According to the IPCC (2014) and the NCA
(2014), global average warming has diminished the yield and quality of many crops
in most regions of the world except for some high latitude regions. Warming
causes a reduction in water availability thus “increasing the risk of growing
aridity and land degradation” (Hoffmann, 2013), which is enhanced in regions
experiencing decreased precipitation, and
increases pest, virus, and disease outbreaks (https://www.livescience.com/4296-global-warming-trigger-insect-population-boom.html).
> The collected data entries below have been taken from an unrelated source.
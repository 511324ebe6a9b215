//! Compile run metrics.
//!
//! Filled by the engine pipeline and surfaced through
//! [`crate::compile_verbose_with`]. Collection is cheap (a few `Instant`
//! reads), so the plain compile path uses the same pipeline and drops them.

use crate::Token;
use crate::error::CompileError;
use crate::mission::MissionSpec;
use std::time::Duration;

// --- Metrics -----------------------------------------------------------------

#[derive(Debug, Default, Clone, PartialEq, Eq)]
pub struct CompileMetrics {
    /// Total elapsed time for the compile.
    pub total: Duration,
    /// Time spent scanning the text.
    pub lex: Duration,
    /// Time spent walking tokens, resolving pools included.
    pub parse: Duration,
    /// Time spent building the final mission.
    pub assemble: Duration,
    /// Number of tokens the scanner produced.
    pub tokens: usize,
}

/// Compile output bundled with what the pipeline saw along the way.
#[derive(Debug, Clone)]
pub(crate) struct RunResult {
    pub result: Result<MissionSpec, CompileError>,
    pub tokens: Vec<Token>,
    pub metrics: CompileMetrics,
}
For example,
the spreading of the blue-tongue virus, zoonotic diseases (IPCC, 2014), powdery
mildew, leaf spot disease, leaf rust, and rhizomania disease (Mendelsohn and
Dinar, 2009). The increased
frequency in extreme weather events has led to increased stress on crop
production, obliged the modification of agricultural infrastructure
(Rosenzweig, 2002), and caused price spikes for food and cereals in key
producing regions (Houser et al., 2015; see figure 2.2). The IPCC projects increased
food prices by 3 to 83% by 2050 (medium
confidence) in models including the changes in temperature and
precipitation, but without considering the effects of CO2. Some
models include the effects of CO2 changes, but ignore O3 and pest and disease
impacts, in which the projected global price increases are less likely, “with a
range of projected impacts from –30% to +45% by 2050”. In the US, studies have
shown that average yields of major crops are projected to decline modestly by
mid-century and more steeply by 2100 in comparison to late 20th century levels
(IPCC, 2014; Schlenker and Roberts, 2009; Lychuk et al., 2017). Disruptions on food
production and prices in the USA, a major food exporter that is reliant on
farming profitability (https://www.worldatlas.com/articles/the-american-food-giant-the-largest-exporter-of-food-in-the-world.html), would have negative implications on global food security and USA’s
economy itself (Houser, et al. 2015).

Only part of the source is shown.